WHAT YOU WILL DO
Number of lines with the string "darwin" in the entries below: report it, and nothing besides.

PROVIDED RECORDS
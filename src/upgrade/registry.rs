//! Version registry client.
//!
//! Published builds live in a table of the hosted backend and are read through
//! its PostgREST-style query endpoint:
//!
//! ```text
//! GET {url}/rest/v1/{table}?select=*&status=eq.published&platform=eq.darwin
//!     &order=created_at.desc&limit=1
//! apikey: <key>
//! Authorization: Bearer <key>
//! ```
//!
//! Rows come back as loosely typed JSON. They are decoded into [`VersionRow`]
//! and validated into [`VersionRecord`] here, at the boundary; nothing past
//! this module sees raw JSON.

use crate::constants::USER_AGENT;
use crate::core::UpdateError;
use async_trait::async_trait;
use chrono::{DateTime, NaiveDateTime, Utc};
use serde::{Deserialize, Serialize};
use std::fmt;
use std::str::FromStr;
use std::time::Duration;
use tracing::{debug, warn};

/// Operating system family a build targets.
///
/// The registry stores the identifiers used by the desktop shell
/// (`win32`, `darwin`, `linux`); common aliases are accepted on input.
#[derive(Debug, Clone, Copy, PartialEq, Eq, Hash, Serialize, Deserialize)]
pub enum Platform {
    #[serde(rename = "win32", alias = "windows")]
    Windows,
    #[serde(rename = "darwin", alias = "macos")]
    MacOs,
    #[serde(rename = "linux")]
    Linux,
}

impl Platform {
    /// Platform of the running binary.
    #[must_use]
    pub const fn current() -> Self {
        if cfg!(windows) {
            Self::Windows
        } else if cfg!(target_os = "macos") {
            Self::MacOs
        } else {
            Self::Linux
        }
    }

    /// Identifier stored in the registry.
    #[must_use]
    pub const fn as_registry_id(self) -> &'static str {
        match self {
            Self::Windows => "win32",
            Self::MacOs => "darwin",
            Self::Linux => "linux",
        }
    }
}

impl fmt::Display for Platform {
    fn fmt(&self, f: &mut fmt::Formatter<'_>) -> fmt::Result {
        f.write_str(self.as_registry_id())
    }
}

impl FromStr for Platform {
    type Err = UpdateError;

    fn from_str(s: &str) -> Result<Self, Self::Err> {
        match s.trim().to_ascii_lowercase().as_str() {
            "win32" | "windows" | "win" => Ok(Self::Windows),
            "darwin" | "macos" | "mac" | "osx" => Ok(Self::MacOs),
            "linux" => Ok(Self::Linux),
            other => Err(UpdateError::RegistryResponse {
                reason: format!("unknown platform '{other}'"),
            }),
        }
    }
}

#[derive(Debug, Clone, Copy, PartialEq, Eq, Serialize, Deserialize)]
#[serde(rename_all = "lowercase")]
pub enum ReleaseStatus {
    Draft,
    Published,
}

/// One published build for one platform and architecture.
#[derive(Debug, Clone, PartialEq, Eq, Serialize, Deserialize)]
#[serde(rename_all = "camelCase")]
pub struct VersionRecord {
    pub version: String,
    pub platform: Platform,
    pub architecture: String,
    pub download_url: String,
    pub file_size_bytes: u64,
    #[serde(default, skip_serializing_if = "Option::is_none")]
    pub release_notes: Option<String>,
    pub status: ReleaseStatus,
    pub created_at: DateTime<Utc>,
    /// Hex SHA-256 of the installer, when the release tooling recorded one.
    #[serde(default, skip_serializing_if = "Option::is_none")]
    pub sha256: Option<String>,
}

impl VersionRecord {
    #[must_use]
    pub fn is_published(&self) -> bool {
        self.status == ReleaseStatus::Published
    }
}

/// Size column as stored; some rows carry it as a string.
#[derive(Debug, Deserialize)]
#[serde(untagged)]
enum LooseSize {
    Number(u64),
    Text(String),
}

/// A registry row exactly as the backend returns it.
#[derive(Debug, Deserialize)]
pub struct VersionRow {
    version: Option<String>,
    platform: Option<String>,
    #[serde(alias = "arch")]
    architecture: Option<String>,
    #[serde(alias = "downloadUrl", alias = "url")]
    download_url: Option<String>,
    #[serde(alias = "fileSize", alias = "file_size_bytes")]
    file_size: Option<LooseSize>,
    #[serde(alias = "releaseNotes", alias = "notes")]
    release_notes: Option<String>,
    status: Option<String>,
    #[serde(alias = "createdAt")]
    created_at: Option<String>,
    #[serde(alias = "checksum")]
    sha256: Option<String>,
}

impl TryFrom<VersionRow> for VersionRecord {
    type Error = UpdateError;

    fn try_from(row: VersionRow) -> Result<Self, Self::Error> {
        let missing = |field: &str| UpdateError::RegistryResponse {
            reason: format!("row is missing '{field}'"),
        };

        let version = row
            .version
            .map(|v| v.trim().to_string())
            .filter(|v| !v.is_empty())
            .ok_or_else(|| missing("version"))?;
        let platform = row.platform.ok_or_else(|| missing("platform"))?.parse::<Platform>()?;
        let download_url = row
            .download_url
            .map(|u| u.trim().to_string())
            .filter(|u| !u.is_empty())
            .ok_or_else(|| missing("download_url"))?;

        let status = match row.status.as_deref().map(str::to_ascii_lowercase).as_deref() {
            Some("published") => ReleaseStatus::Published,
            Some("draft") => ReleaseStatus::Draft,
            Some(other) => {
                return Err(UpdateError::RegistryResponse {
                    reason: format!("unknown status '{other}'"),
                });
            }
            None => return Err(missing("status")),
        };

        let file_size_bytes = match row.file_size {
            Some(LooseSize::Number(n)) => n,
            Some(LooseSize::Text(s)) => s.trim().parse().unwrap_or(0),
            None => 0,
        };

        let created_at = row.created_at.as_deref().map(parse_created_at).unwrap_or_default();

        Ok(Self {
            version,
            platform,
            architecture: row.architecture.unwrap_or_default(),
            download_url,
            file_size_bytes,
            release_notes: row.release_notes.filter(|n| !n.trim().is_empty()),
            status,
            created_at,
            sha256: row.sha256.map(|s| s.trim().to_ascii_lowercase()).filter(|s| !s.is_empty()),
        })
    }
}

/// Source of published builds.
///
/// Implementations return the newest `published` record for `platform`, or
/// `None` when there is none.
#[async_trait]
pub trait VersionRegistry: Send + Sync {
    async fn latest_published(
        &self,
        platform: Platform,
    ) -> Result<Option<VersionRecord>, UpdateError>;
}

/// Registry backed by the hosted backend's REST query layer.
#[derive(Clone)]
pub struct HttpVersionRegistry {
    client: reqwest::Client,
    base_url: String,
    table: String,
    api_key: Option<String>,
    timeout: Duration,
}

impl HttpVersionRegistry {
    pub fn new(
        base_url: impl Into<String>,
        table: impl Into<String>,
        api_key: Option<String>,
        timeout: Duration,
    ) -> Result<Self, UpdateError> {
        let client = reqwest::Client::builder()
            .timeout(timeout)
            .connect_timeout(timeout)
            .user_agent(USER_AGENT)
            .build()
            .map_err(|e| UpdateError::Config {
                message: format!("failed to build HTTP client: {e}"),
            })?;

        Ok(Self {
            client,
            base_url: base_url.into().trim_end_matches('/').to_string(),
            table: table.into(),
            api_key,
            timeout,
        })
    }

    fn endpoint(&self) -> String {
        format!("{}/rest/v1/{}", self.base_url, self.table)
    }
}

#[async_trait]
impl VersionRegistry for HttpVersionRegistry {
    async fn latest_published(
        &self,
        platform: Platform,
    ) -> Result<Option<VersionRecord>, UpdateError> {
        const OPERATION: &str = "querying the version registry";
        let timeout_secs = self.timeout.as_secs();

        if self.base_url.is_empty() {
            return Err(UpdateError::Config {
                message: "registry.url is not set".to_string(),
            });
        }

        let platform_filter = format!("eq.{}", platform.as_registry_id());
        let mut request = self.client.get(self.endpoint()).query(&[
            ("select", "*"),
            ("status", "eq.published"),
            ("platform", platform_filter.as_str()),
            ("order", "created_at.desc"),
            ("limit", "1"),
        ]);
        if let Some(key) = &self.api_key {
            request = request.header("apikey", key).bearer_auth(key);
        }

        debug!("Querying version registry for platform {}", platform);
        let response = request
            .send()
            .await
            .map_err(|e| UpdateError::from_transport(OPERATION, &e, timeout_secs))?;

        let status = response.status();
        if !status.is_success() {
            return Err(UpdateError::HttpStatus {
                status: status.as_u16(),
                url: self.endpoint(),
            });
        }

        let rows: Vec<VersionRow> = response.json().await.map_err(|e| {
            if e.is_timeout() {
                UpdateError::from_transport(OPERATION, &e, timeout_secs)
            } else {
                UpdateError::RegistryResponse {
                    reason: e.to_string(),
                }
            }
        })?;

        let Some(row) = rows.into_iter().next() else {
            debug!("No published build for {}", platform);
            return Ok(None);
        };

        let record = VersionRecord::try_from(row)?;
        if !record.is_published() || record.platform != platform {
            warn!(
                "Registry returned a {:?} record for {} while asking for published {}",
                record.status, record.platform, platform
            );
            return Ok(None);
        }

        Ok(Some(record))
    }
}

/// Parse a registry timestamp. Offset-less values are read as UTC; anything
/// unreadable falls back to the epoch since the field only orders rows.
fn parse_created_at(ts: &str) -> DateTime<Utc> {
    let ts = ts.trim();
    if let Ok(dt) = DateTime::parse_from_rfc3339(ts) {
        return dt.with_timezone(&Utc);
    }
    for format in ["%Y-%m-%dT%H:%M:%S%.f", "%Y-%m-%d %H:%M:%S%.f"] {
        if let Ok(naive) = NaiveDateTime::parse_from_str(ts, format) {
            return naive.and_utc();
        }
    }
    warn!("Ignoring unreadable created_at '{}'", ts);
    DateTime::default()
}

ANSWER BOX
5